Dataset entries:

┌──

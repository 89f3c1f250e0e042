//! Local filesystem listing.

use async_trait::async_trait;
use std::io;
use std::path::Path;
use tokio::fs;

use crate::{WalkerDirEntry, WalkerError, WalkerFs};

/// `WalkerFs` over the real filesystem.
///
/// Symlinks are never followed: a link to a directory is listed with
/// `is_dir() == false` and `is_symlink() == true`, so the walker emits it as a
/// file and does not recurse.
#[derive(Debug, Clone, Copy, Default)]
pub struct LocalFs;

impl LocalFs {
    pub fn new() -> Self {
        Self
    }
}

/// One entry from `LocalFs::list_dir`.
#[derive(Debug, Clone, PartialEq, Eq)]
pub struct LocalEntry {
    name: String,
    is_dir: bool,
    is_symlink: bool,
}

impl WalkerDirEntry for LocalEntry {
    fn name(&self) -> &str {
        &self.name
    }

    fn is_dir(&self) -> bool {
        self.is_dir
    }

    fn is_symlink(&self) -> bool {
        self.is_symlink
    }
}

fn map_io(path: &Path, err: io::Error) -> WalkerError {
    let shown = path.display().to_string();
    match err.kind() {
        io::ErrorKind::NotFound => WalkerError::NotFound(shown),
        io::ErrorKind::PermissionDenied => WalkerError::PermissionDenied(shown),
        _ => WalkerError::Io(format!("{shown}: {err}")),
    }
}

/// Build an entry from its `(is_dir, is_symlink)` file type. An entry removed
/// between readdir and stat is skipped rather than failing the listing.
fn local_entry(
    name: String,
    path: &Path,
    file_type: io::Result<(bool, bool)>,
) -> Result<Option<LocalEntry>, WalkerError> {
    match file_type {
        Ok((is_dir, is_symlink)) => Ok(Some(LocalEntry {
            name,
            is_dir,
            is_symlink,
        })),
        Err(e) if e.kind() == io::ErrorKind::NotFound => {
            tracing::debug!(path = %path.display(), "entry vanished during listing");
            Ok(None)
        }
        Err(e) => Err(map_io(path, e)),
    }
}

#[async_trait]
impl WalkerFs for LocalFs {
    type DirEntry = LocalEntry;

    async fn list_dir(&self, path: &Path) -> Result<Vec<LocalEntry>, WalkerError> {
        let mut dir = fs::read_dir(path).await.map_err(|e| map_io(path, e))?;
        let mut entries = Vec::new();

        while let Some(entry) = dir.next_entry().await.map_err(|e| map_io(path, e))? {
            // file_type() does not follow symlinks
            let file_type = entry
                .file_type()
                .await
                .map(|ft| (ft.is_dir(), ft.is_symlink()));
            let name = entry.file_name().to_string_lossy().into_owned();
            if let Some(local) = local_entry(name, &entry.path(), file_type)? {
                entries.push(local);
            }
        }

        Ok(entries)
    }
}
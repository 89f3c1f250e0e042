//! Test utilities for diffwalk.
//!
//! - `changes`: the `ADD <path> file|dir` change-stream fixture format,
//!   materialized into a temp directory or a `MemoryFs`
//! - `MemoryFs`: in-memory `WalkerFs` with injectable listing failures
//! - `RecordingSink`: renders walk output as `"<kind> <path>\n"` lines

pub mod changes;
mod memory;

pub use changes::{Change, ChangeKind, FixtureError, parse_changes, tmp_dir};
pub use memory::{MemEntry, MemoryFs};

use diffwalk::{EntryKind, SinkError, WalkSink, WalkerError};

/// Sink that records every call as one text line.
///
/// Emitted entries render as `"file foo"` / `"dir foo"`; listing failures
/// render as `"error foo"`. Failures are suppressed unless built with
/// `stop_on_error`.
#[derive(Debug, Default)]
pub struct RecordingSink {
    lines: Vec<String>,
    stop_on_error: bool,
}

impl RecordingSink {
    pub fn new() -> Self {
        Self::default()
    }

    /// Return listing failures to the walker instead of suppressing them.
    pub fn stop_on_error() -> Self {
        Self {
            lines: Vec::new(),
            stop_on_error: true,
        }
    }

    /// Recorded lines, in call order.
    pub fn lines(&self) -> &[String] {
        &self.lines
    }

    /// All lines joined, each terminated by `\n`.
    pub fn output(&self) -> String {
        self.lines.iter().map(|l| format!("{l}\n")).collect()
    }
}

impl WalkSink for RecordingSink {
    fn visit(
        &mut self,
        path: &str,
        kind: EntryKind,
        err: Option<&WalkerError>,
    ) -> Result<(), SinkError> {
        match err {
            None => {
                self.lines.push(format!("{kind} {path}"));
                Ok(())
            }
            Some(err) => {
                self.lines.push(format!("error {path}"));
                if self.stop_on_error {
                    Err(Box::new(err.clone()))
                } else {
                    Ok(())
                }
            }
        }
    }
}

└──
┌──

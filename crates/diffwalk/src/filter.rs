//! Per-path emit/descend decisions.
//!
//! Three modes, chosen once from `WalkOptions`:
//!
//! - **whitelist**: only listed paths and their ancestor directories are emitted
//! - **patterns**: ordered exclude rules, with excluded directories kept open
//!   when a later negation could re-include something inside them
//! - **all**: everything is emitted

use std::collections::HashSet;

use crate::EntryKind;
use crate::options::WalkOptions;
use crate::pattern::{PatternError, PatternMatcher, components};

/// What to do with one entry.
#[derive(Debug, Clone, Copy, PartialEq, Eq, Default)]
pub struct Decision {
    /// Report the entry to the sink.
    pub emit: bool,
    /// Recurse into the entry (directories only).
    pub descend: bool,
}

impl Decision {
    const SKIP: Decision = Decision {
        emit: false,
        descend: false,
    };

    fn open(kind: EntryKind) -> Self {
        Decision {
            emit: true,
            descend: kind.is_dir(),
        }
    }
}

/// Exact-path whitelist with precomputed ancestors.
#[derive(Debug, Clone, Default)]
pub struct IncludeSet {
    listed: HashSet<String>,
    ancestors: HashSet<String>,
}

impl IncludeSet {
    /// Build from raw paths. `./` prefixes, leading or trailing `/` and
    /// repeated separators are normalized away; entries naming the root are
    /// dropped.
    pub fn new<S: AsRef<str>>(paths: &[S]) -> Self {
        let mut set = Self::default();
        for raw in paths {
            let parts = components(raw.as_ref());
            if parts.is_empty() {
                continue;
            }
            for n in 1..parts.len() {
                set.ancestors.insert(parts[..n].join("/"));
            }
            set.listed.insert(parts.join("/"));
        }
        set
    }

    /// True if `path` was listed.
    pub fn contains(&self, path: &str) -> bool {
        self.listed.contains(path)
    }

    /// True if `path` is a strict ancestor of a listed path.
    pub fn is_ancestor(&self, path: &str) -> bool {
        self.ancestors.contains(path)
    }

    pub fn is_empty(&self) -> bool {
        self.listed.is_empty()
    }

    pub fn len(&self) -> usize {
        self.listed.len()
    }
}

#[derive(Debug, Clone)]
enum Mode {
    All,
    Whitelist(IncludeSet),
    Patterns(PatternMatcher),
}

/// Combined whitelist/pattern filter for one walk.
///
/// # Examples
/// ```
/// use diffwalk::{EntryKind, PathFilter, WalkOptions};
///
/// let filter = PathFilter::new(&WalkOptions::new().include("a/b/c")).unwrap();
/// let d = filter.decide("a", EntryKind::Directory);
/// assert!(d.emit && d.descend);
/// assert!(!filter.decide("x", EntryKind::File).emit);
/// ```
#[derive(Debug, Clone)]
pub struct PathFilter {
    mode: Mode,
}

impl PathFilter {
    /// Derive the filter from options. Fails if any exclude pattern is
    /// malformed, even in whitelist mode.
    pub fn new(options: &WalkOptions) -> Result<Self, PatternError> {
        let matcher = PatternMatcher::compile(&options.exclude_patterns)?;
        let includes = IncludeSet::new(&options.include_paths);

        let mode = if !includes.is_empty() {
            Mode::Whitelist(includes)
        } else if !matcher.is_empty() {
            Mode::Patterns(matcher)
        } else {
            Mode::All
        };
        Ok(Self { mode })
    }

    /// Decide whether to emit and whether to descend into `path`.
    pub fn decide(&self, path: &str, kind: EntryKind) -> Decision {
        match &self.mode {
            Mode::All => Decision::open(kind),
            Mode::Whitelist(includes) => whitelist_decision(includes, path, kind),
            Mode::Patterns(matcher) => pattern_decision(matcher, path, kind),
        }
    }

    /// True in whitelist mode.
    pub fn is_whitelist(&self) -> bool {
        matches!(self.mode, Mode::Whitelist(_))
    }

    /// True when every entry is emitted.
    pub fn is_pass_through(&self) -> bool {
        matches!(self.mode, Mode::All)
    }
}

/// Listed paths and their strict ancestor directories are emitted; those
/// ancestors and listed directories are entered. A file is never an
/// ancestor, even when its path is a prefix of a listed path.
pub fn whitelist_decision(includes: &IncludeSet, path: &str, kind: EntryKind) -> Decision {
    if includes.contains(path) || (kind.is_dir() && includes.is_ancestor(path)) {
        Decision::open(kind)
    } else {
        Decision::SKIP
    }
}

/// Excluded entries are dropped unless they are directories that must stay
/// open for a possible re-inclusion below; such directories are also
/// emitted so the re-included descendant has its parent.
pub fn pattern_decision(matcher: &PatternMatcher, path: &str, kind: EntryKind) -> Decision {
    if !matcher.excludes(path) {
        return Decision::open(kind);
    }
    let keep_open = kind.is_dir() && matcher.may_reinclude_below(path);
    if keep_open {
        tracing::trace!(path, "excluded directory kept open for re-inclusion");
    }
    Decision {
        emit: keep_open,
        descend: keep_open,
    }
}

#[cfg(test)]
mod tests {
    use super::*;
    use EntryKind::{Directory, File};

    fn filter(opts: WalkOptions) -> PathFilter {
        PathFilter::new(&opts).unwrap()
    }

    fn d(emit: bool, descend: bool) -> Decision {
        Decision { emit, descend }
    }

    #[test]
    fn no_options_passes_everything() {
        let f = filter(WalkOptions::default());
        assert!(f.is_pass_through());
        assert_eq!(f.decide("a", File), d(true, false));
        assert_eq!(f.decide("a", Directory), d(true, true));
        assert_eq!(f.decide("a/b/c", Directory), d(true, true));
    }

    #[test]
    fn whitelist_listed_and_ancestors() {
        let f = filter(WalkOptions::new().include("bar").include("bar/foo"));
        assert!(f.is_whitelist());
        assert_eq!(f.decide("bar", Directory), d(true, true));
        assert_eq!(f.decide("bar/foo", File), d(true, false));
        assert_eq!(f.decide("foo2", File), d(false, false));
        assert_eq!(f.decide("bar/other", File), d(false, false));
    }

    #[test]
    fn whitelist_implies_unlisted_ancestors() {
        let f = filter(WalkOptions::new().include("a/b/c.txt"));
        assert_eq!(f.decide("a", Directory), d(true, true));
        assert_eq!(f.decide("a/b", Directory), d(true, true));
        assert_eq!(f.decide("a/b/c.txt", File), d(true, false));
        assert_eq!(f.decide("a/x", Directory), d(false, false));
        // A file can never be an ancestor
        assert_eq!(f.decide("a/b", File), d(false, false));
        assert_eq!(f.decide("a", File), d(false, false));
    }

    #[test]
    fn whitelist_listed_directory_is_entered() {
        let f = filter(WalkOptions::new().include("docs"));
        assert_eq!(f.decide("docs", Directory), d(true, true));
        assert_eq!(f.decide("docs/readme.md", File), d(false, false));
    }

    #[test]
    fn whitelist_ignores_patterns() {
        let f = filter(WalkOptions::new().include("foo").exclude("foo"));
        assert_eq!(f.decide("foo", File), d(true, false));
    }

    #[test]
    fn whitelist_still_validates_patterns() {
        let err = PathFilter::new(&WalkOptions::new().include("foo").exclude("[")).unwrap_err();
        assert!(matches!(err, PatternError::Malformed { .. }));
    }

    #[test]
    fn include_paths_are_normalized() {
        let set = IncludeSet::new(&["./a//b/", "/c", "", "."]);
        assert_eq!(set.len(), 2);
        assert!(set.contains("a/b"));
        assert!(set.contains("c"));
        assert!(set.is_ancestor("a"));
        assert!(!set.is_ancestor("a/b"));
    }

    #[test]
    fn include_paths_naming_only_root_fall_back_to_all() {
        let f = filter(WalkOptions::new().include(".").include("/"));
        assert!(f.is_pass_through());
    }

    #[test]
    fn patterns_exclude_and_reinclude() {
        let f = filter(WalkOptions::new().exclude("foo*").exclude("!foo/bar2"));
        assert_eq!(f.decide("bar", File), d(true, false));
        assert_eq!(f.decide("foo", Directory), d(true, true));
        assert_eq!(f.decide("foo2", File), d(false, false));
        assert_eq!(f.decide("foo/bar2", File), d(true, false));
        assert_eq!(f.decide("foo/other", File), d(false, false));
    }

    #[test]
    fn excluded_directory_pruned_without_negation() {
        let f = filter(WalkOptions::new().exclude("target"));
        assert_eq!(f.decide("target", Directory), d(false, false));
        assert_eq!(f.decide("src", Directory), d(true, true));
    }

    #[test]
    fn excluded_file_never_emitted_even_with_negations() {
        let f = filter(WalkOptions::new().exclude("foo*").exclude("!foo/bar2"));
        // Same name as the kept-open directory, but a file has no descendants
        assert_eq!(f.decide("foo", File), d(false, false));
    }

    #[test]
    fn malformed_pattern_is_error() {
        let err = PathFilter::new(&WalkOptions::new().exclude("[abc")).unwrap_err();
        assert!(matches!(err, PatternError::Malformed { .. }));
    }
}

└──
┌──

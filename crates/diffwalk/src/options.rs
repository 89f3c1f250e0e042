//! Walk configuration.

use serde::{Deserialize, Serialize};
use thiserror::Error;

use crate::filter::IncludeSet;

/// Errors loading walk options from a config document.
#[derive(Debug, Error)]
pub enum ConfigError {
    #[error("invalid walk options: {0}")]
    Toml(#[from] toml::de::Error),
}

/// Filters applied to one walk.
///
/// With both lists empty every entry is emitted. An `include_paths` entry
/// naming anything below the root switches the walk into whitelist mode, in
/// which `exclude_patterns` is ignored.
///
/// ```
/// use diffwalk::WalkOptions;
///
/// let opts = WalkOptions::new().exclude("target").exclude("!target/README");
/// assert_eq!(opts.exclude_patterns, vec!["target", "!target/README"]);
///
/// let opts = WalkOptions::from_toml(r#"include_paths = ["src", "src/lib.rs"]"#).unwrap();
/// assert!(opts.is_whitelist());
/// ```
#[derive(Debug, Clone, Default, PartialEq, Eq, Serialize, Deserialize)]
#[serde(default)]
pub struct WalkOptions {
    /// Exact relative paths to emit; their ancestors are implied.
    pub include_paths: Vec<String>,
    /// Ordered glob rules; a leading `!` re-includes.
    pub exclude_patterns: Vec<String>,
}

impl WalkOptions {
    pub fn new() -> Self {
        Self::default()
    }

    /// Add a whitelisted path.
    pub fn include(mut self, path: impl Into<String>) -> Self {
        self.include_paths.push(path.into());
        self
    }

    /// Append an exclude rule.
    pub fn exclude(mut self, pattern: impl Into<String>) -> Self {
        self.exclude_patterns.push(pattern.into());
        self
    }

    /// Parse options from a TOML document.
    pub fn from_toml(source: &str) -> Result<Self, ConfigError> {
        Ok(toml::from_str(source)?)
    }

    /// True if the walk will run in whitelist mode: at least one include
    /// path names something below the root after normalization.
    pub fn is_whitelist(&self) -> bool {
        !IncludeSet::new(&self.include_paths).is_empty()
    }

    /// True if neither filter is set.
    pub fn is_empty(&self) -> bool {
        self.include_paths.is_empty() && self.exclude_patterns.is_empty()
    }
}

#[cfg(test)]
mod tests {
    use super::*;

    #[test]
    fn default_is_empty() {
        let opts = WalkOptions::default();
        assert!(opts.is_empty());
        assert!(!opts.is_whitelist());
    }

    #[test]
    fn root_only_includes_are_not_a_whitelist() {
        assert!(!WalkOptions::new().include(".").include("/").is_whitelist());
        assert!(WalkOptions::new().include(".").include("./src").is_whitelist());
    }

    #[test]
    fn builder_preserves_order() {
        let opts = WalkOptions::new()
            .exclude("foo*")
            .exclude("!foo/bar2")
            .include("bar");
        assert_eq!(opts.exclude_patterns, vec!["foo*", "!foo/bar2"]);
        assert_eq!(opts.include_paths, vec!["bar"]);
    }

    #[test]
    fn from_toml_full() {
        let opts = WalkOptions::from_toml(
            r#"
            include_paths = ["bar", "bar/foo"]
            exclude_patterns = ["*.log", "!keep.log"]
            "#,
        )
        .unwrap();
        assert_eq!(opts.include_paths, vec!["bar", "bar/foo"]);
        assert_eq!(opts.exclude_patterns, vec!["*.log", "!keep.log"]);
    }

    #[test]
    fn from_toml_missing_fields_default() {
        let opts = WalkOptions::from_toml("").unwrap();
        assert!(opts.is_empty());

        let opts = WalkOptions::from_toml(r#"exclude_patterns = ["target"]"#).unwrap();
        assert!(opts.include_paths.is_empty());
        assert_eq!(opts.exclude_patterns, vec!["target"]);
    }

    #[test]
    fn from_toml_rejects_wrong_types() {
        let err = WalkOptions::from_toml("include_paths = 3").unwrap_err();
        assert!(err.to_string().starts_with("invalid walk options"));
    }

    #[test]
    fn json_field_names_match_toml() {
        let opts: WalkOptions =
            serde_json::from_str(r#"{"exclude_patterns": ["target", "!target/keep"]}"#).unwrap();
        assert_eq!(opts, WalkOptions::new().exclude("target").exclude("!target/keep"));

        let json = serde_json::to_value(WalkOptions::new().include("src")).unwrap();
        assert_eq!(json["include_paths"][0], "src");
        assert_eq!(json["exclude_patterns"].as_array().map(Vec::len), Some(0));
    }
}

└──

What this task involves: Using the entries above, give again exactly the lines from the line holding "async fn list_dir(&self, path: &Path)" through the line holding "pub fn lines(&self)". Include both end lines and nothing else.

Exercise answer:
    async fn list_dir(&self, path: &Path) -> Result<Vec<LocalEntry>, WalkerError> {
        let mut dir = fs::read_dir(path).await.map_err(|e| map_io(path, e))?;
        let mut entries = Vec::new();

        while let Some(entry) = dir.next_entry().await.map_err(|e| map_io(path, e))? {
            // file_type() does not follow symlinks
            let file_type = entry
                .file_type()
                .await
                .map(|ft| (ft.is_dir(), ft.is_symlink()));
            let name = entry.file_name().to_string_lossy().into_owned();
            if let Some(local) = local_entry(name, &entry.path(), file_type)? {
                entries.push(local);
            }
        }

        Ok(entries)
    }
}
repository 89f3c1f250e0e042
//! Test utilities for diffwalk.
//!
//! - `changes`: the `ADD <path> file|dir` change-stream fixture format,
//!   materialized into a temp directory or a `MemoryFs`
//! - `MemoryFs`: in-memory `WalkerFs` with injectable listing failures
//! - `RecordingSink`: renders walk output as `"<kind> <path>\n"` lines

pub mod changes;
mod memory;

pub use changes::{Change, ChangeKind, FixtureError, parse_changes, tmp_dir};
pub use memory::{MemEntry, MemoryFs};

use diffwalk::{EntryKind, SinkError, WalkSink, WalkerError};

/// Sink that records every call as one text line.
///
/// Emitted entries render as `"file foo"` / `"dir foo"`; listing failures
/// render as `"error foo"`. Failures are suppressed unless built with
/// `stop_on_error`.
#[derive(Debug, Default)]
pub struct RecordingSink {
    lines: Vec<String>,
    stop_on_error: bool,
}

impl RecordingSink {
    pub fn new() -> Self {
        Self::default()
    }

    /// Return listing failures to the walker instead of suppressing them.
    pub fn stop_on_error() -> Self {
        Self {
            lines: Vec::new(),
            stop_on_error: true,
        }
    }

    /// Recorded lines, in call order.
    pub fn lines(&self) -> &[String] {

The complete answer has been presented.